In 1884, at the age of 18, he began to practice mental healing along with his parents. He had European trips in 1888 and 1889, and prepared under a private tutor for entrance into Harvard, entering as a special student in 1891. His father died in 1893 and he was out of school for a time because of his own ill health, but eventually he completed his work for the A.B. degree.
His first publication was a lecture entitled "The Immanent God" in 1894 while he was still an undergraduate. The following year saw the publication of his first full-length book, "The Power of Silence." By 1903 that book had gone through fifteen editions. Meanwhile he had undertaken graduate work in the department of philosophy at Harvard, studying with William James, Josiah Royce, and others. He received the master's degree in 1904 and the Ph.D., also from Harvard, in 1907. He was an assistant in the philosophy department at Harvard for several years, and enjoyed the friendship particularly of William James. It was this, in part at least, that gave Professor James his insight into the New Thought movement, which he classed among "the religions of healthy-mindedness" in his classic work "Varieties of Religious Experience."
All during these years Dresser was writing and publishing. In 1896 he began the publication of a monthly magazine, "Journal of Practical Metaphysics,"with the avowed principle of "being helpful in the conduct of life, to prepare the way for a better, more harmonious, rational, and ethical life, and to derive this help from all the resources of human thought." He welcomed the co-operation of all who "believe that the time has come to place the study of mind in its relation to health and happiness upon a firm scientific basis." The magazine was published only until November, 1898, when it was merged with Arena, and Dresser became associate editor of this influential magazine.
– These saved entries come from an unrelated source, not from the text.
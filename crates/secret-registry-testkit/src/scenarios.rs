//! Scripted scenarios with expected outcomes.
//!
//! Each scenario is a list of steps written as data, so every backend (and
//! any other implementation of the registry rules) can replay the same
//! script and must observe the same results. Principals are named by label
//! and resolved with [`principal`].

use anyhow::{bail, Context};
use serde::{Deserialize, Serialize};

use secret_registry_core::{RuleKind, SecretId, SALT_LEN};
use secret_registry_store::Store;

use crate::fixtures::{principal, TestChain};

/// Expected outcome of a mutating step.
#[derive(Debug, Clone, PartialEq, Eq, Serialize, Deserialize)]
pub enum Expect {
    /// The step succeeds.
    Ok,
    /// A store step succeeds and mints this identifier.
    Id(u64),
    /// The step is rejected with this kind.
    Rejected(RuleKind),
}

/// One step of a scenario.
#[derive(Debug, Clone, PartialEq, Eq, Serialize, Deserialize)]
pub enum Step {
    /// Move the environment height forward.
    Advance(u64),
    /// Store a secret with a zero salt, expiring `expires_in` blocks from now.
    Store {
        caller: String,
        payload: Vec<u8>,
        expires_in: Option<u64>,
        expect: Expect,
    },
    /// Read a secret; on success the payload must equal `payload`, if given.
    Get {
        caller: String,
        id: u64,
        payload: Option<Vec<u8>>,
        expect: Expect,
    },
    Delete { caller: String, id: u64, expect: Expect },
    Grant { caller: String, id: u64, grantee: String, expect: Expect },
    Revoke { caller: String, id: u64, grantee: String, expect: Expect },
    Cleanup { caller: String, id: u64, expect: Expect },
    HasAccess { user: String, id: u64, expect: bool },
    IsExpired { id: u64, expect: bool },
    OwnerCount { user: String, expect: u64 },
}

/// A named script of steps.
#[derive(Debug, Clone, PartialEq, Eq, Serialize, Deserialize)]
pub struct Scenario {
    pub name: String,
    pub description: String,
    pub steps: Vec<Step>,
}

impl Scenario {
    fn new(name: &str, description: &str, steps: Vec<Step>) -> Self {
        Self {
            name: name.to_string(),
            description: description.to_string(),
            steps,
        }
    }

    /// Encode as pretty JSON, for sharing scripts with other implementations.
    pub fn to_json(&self) -> anyhow::Result<String> {
        Ok(serde_json::to_string_pretty(self)?)
    }
}

fn store(caller: &str, payload: &[u8], expires_in: Option<u64>, expect: Expect) -> Step {
    Step::Store {
        caller: caller.into(),
        payload: payload.to_vec(),
        expires_in,
        expect,
    }
}

fn get(caller: &str, id: u64, expect: Expect) -> Step {
    Step::Get {
        caller: caller.into(),
        id,
        payload: None,
        expect,
    }
}

fn grant(caller: &str, id: u64, grantee: &str, expect: Expect) -> Step {
    Step::Grant {
        caller: caller.into(),
        id,
        grantee: grantee.into(),
        expect,
    }
}

fn revoke(caller: &str, id: u64, grantee: &str, expect: Expect) -> Step {
    Step::Revoke {
        caller: caller.into(),
        id,
        grantee: grantee.into(),
        expect,
    }
}

fn cleanup(caller: &str, id: u64, expect: Expect) -> Step {
    Step::Cleanup {
        caller: caller.into(),
        id,
        expect,
    }
}

fn delete(caller: &str, id: u64, expect: Expect) -> Step {
    Step::Delete {
        caller: caller.into(),
        id,
        expect,
    }
}

fn has_access(user: &str, id: u64, expect: bool) -> Step {
    Step::HasAccess {
        user: user.into(),
        id,
        expect,
    }
}

fn rejected(kind: RuleKind) -> Expect {
    Expect::Rejected(kind)
}

/// All built-in scenarios.
pub fn all_scenarios() -> Vec<Scenario> {
    vec![
        Scenario::new(
            "grant_then_revoke",
            "Owner shares a secret, then withdraws access",
            vec![
                store("alice", &[0x01, 0x02], None, Expect::Id(1)),
                grant("alice", 1, "bob", Expect::Ok),
                Step::Get {
                    caller: "bob".into(),
                    id: 1,
                    payload: Some(vec![0x01, 0x02]),
                    expect: Expect::Ok,
                },
                revoke("alice", 1, "bob", Expect::Ok),
                get("bob", 1, rejected(RuleKind::NotAuthorized)),
                has_access("bob", 1, false),
            ],
        ),
        Scenario::new(
            "expiry_then_cleanup",
            "A secret expiring five blocks out can only be cleaned up once expired",
            vec![
                store("alice", &[0x0a], Some(5), Expect::Id(1)),
                Step::Advance(4),
                Step::IsExpired { id: 1, expect: false },
                cleanup("carol", 1, rejected(RuleKind::SecretExpired)),
                Step::Advance(1),
                Step::IsExpired { id: 1, expect: true },
                get("alice", 1, rejected(RuleKind::SecretExpired)),
                get("bob", 1, rejected(RuleKind::SecretExpired)),
                cleanup("carol", 1, Expect::Ok),
                get("alice", 1, rejected(RuleKind::SecretNotFound)),
            ],
        ),
        Scenario::new(
            "sequential_identifiers",
            "Each owner's identifiers count up from one and are never reused",
            vec![
                store("alice", b"a", None, Expect::Id(1)),
                store("alice", b"b", None, Expect::Id(2)),
                store("alice", b"c", None, Expect::Id(3)),
                Step::OwnerCount { user: "alice".into(), expect: 3 },
                delete("alice", 3, Expect::Ok),
                store("alice", b"d", None, Expect::Id(4)),
                Step::OwnerCount { user: "alice".into(), expect: 4 },
            ],
        ),
        Scenario::new(
            "owner_only_delete",
            "Grantees and strangers cannot delete; the owner can, even after expiry",
            vec![
                store("alice", b"s", Some(2), Expect::Id(1)),
                grant("alice", 1, "bob", Expect::Ok),
                delete("bob", 1, rejected(RuleKind::NotOwner)),
                delete("carol", 1, rejected(RuleKind::NotOwner)),
                Step::Advance(10),
                delete("alice", 1, Expect::Ok),
                delete("alice", 1, rejected(RuleKind::SecretNotFound)),
            ],
        ),
        Scenario::new(
            "grant_rules",
            "Self grants, foreign grants and grants on expired secrets are rejected",
            vec![
                grant("alice", 1, "bob", rejected(RuleKind::SecretNotFound)),
                store("alice", b"s", Some(3), Expect::Id(1)),
                grant("alice", 1, "alice", rejected(RuleKind::InvalidData)),
                grant("carol", 1, "bob", rejected(RuleKind::NotOwner)),
                grant("alice", 0, "bob", rejected(RuleKind::InvalidData)),
                grant("alice", 1, "bob", Expect::Ok),
                Step::Advance(3),
                grant("alice", 1, "carol", rejected(RuleKind::SecretExpired)),
                revoke("alice", 1, "bob", Expect::Ok),
                revoke("alice", 1, "bob", Expect::Ok),
                has_access("bob", 1, false),
            ],
        ),
        Scenario::new(
            "store_validation",
            "Empty or oversized payloads and past expiries are rejected",
            vec![
                store("alice", &[], None, rejected(RuleKind::InvalidData)),
                store("alice", &[0u8; 1025], None, rejected(RuleKind::InvalidData)),
                store("alice", b"s", Some(0), rejected(RuleKind::InvalidExpiration)),
                Step::OwnerCount { user: "alice".into(), expect: 0 },
                store("alice", &[0u8; 1024], None, Expect::Id(1)),
            ],
        ),
        Scenario::new(
            "cross_owner_collision",
            "Per-owner counters collide in the shared identifier space",
            vec![
                store("alice", b"a", None, Expect::Id(1)),
                store("bob", b"b", None, rejected(RuleKind::AlreadyExists)),
                Step::OwnerCount { user: "bob".into(), expect: 0 },
                delete("alice", 1, Expect::Ok),
                store("bob", b"b", None, Expect::Id(1)),
                get("alice", 1, rejected(RuleKind::NotAuthorized)),
            ],
        ),
        Scenario::new(
            "stale_grant_on_reused_identifier",
            "A grant left by a deleted secret does not cover the next owner's secret",
            vec![
                store("alice", b"alice", None, Expect::Id(1)),
                grant("alice", 1, "bob", Expect::Ok),
                delete("alice", 1, Expect::Ok),
                store("carol", b"carol", None, Expect::Id(1)),
                has_access("bob", 1, false),
                get("bob", 1, rejected(RuleKind::NotAuthorized)),
                grant("carol", 1, "bob", Expect::Ok),
                Step::Get {
                    caller: "bob".into(),
                    id: 1,
                    payload: Some(b"carol".to_vec()),
                    expect: Expect::Ok,
                },
            ],
        ),
    ]
}

/// Replay `scenario` on a fresh chain over `store`.
///
/// Returns an error naming the first step whose outcome differs from its
/// expectation.
pub async fn run_scenario<S: Store>(scenario: &Scenario, store: S) -> anyhow::Result<()> {
    let mut chain = TestChain::with_store(store, Default::default());

    for (index, step) in scenario.steps.iter().enumerate() {
        run_step(&mut chain, step)
            .await
            .with_context(|| format!("scenario {} step {}: {:?}", scenario.name, index, step))?;
    }

    Ok(())
}

async fn run_step<S: Store>(chain: &mut TestChain<S>, step: &Step) -> anyhow::Result<()> {
    let zero_salt = [0u8; SALT_LEN];

    match step {
        Step::Advance(blocks) => {
            chain.advance(*blocks);
        }
        Step::Store {
            caller,
            payload,
            expires_in,
            expect,
        } => {
            let ctx = chain.call(principal(caller));
            let result = match expires_in {
                Some(blocks) => {
                    let expires_at = ctx.height.after(*blocks);
                    chain
                        .registry()
                        .store_secret_with_expiration(&ctx, payload, &zero_salt, expires_at)
                        .await
                }
                None => chain.registry().store_secret(&ctx, payload, &zero_salt).await,
            };
            check(result.map(|id| Some(id.get())), expect)?;
        }
        Step::Get {
            caller,
            id,
            payload,
            expect,
        } => {
            let result = chain
                .registry()
                .get_secret(&chain.call(principal(caller)), SecretId::new(*id))
                .await;
            if let (Ok(record), Some(payload)) = (&result, payload) {
                if record.payload[..] != payload[..] {
                    bail!("payload mismatch: got {:?}", record.payload);
                }
            }
            check(result.map(|_| None), expect)?;
        }
        Step::Delete { caller, id, expect } => {
            let result = chain
                .registry()
                .delete_secret(&chain.call(principal(caller)), SecretId::new(*id))
                .await;
            check(result.map(|_| None), expect)?;
        }
        Step::Grant {
            caller,
            id,
            grantee,
            expect,
        } => {
            let result = chain
                .registry()
                .grant_access(
                    &chain.call(principal(caller)),
                    SecretId::new(*id),
                    principal(grantee),
                )
                .await;
            check(result.map(|_| None), expect)?;
        }
        Step::Revoke {
            caller,
            id,
            grantee,
            expect,
        } => {
            let result = chain
                .registry()
                .revoke_access(
                    &chain.call(principal(caller)),
                    SecretId::new(*id),
                    principal(grantee),
                )
                .await;
            check(result.map(|_| None), expect)?;
        }
        Step::Cleanup { caller, id, expect } => {
            let result = chain
                .registry()
                .cleanup_expired(&chain.call(principal(caller)), SecretId::new(*id))
                .await;
            check(result.map(|_| None), expect)?;
        }
        Step::HasAccess { user, id, expect } => {
            let got = chain.registry().has_access(&principal(user), SecretId::new(*id)).await?;
            if got != *expect {
                bail!("has_access: expected {}, got {}", expect, got);
            }
        }
        Step::IsExpired { id, expect } => {
            let got = chain.registry().is_expired(SecretId::new(*id), chain.height()).await?;
            if got != *expect {
                bail!("is_expired: expected {}, got {}", expect, got);
            }
        }
        Step::OwnerCount { user, expect } => {
            let got = chain.registry().owner_secret_count(&principal(user)).await?;
            if got != *expect {
                bail!("owner_secret_count: expected {}, got {}", expect, got);
            }
        }
    }

    Ok(())
}

/// Compare an outcome with its expectation. A successful store step carries
/// the minted identifier in its `Ok` value.
fn check(result: secret_registry::Result<Option<u64>>, expect: &Expect) -> anyhow::Result<()> {
    match (result, expect) {
        (Ok(_), Expect::Ok) => Ok(()),
        (Ok(Some(minted)), Expect::Id(want)) if minted == *want => Ok(()),
        (Err(err), Expect::Rejected(kind)) if err.rule_kind() == Some(*kind) => Ok(()),
        (Ok(minted), _) => bail!("expected {:?}, got Ok({:?})", expect, minted),
        (Err(err), _) => bail!("expected {:?}, got error: {}", expect, err),
    }
}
Dresser's volume entitled "The Power of Silence," as already indicated, was immensely popular. Soon followed "The Perfect Whole," and by 1897 a publisher had brought out, under the title of "The Heart of It," major extracts from those two books, while the same year he added "In Search of a Soul." In 1898 came "Voices of Hope;" in 1899, "Voices of Freedom and Methods and Problems of Spiritual Healing;" in 1900, "Living by the Spirit," and "Education and the Philosophic Ideal." At this time he was still only thirty-four years of age. Meanwhile he was turning out magazine articles and doing editorial work as well. And he found some time for active organizational work in the Boston Metaphysical Club and the International Metaphysical League.
Other titles by Dresser between 1901 and 1916 included "The Christian Ideal;" "Man and the Divine Order;" "Health and the Inner Life;" " A Message to the Well;" "Human Efficiancy;" and in 1917 he edited "The Spirit of New Thought," a collection of addresses and essays by major New Thought leaders, and wrote "Handbook of New Thought," one of the simplest and most satysfying statements of the central features of the movement. Then he was invited to write "The History of the New Thought Movement," which he did, publishing it in 1919. Two years later he laid the whole metaphysical movement deeply in his debt by publishing his very important "The Quimby Manuscripts."
In the controversy over the matter of Mary Baker Eddy, founder of the Christian Science church, and her dependence upon Quimby, reference had been made often enough to the manuscripts, but Christian Scientists had even denied that such documents really existed. Now it was possible for anyone wondering about the relationship between Mrs. Eddy and Dr. Quimby to make their own investigation of the Portland healer's writings and determine for themselves what the probable relationship was. Along with the manuscripts, which Dresser edited so as to eliminate much of the repetitiousness of the originals, he included certain letters from Mrs. Eddy as well as quotations from articles she had published in various New England periodicals lauding the man through whom she had been healed.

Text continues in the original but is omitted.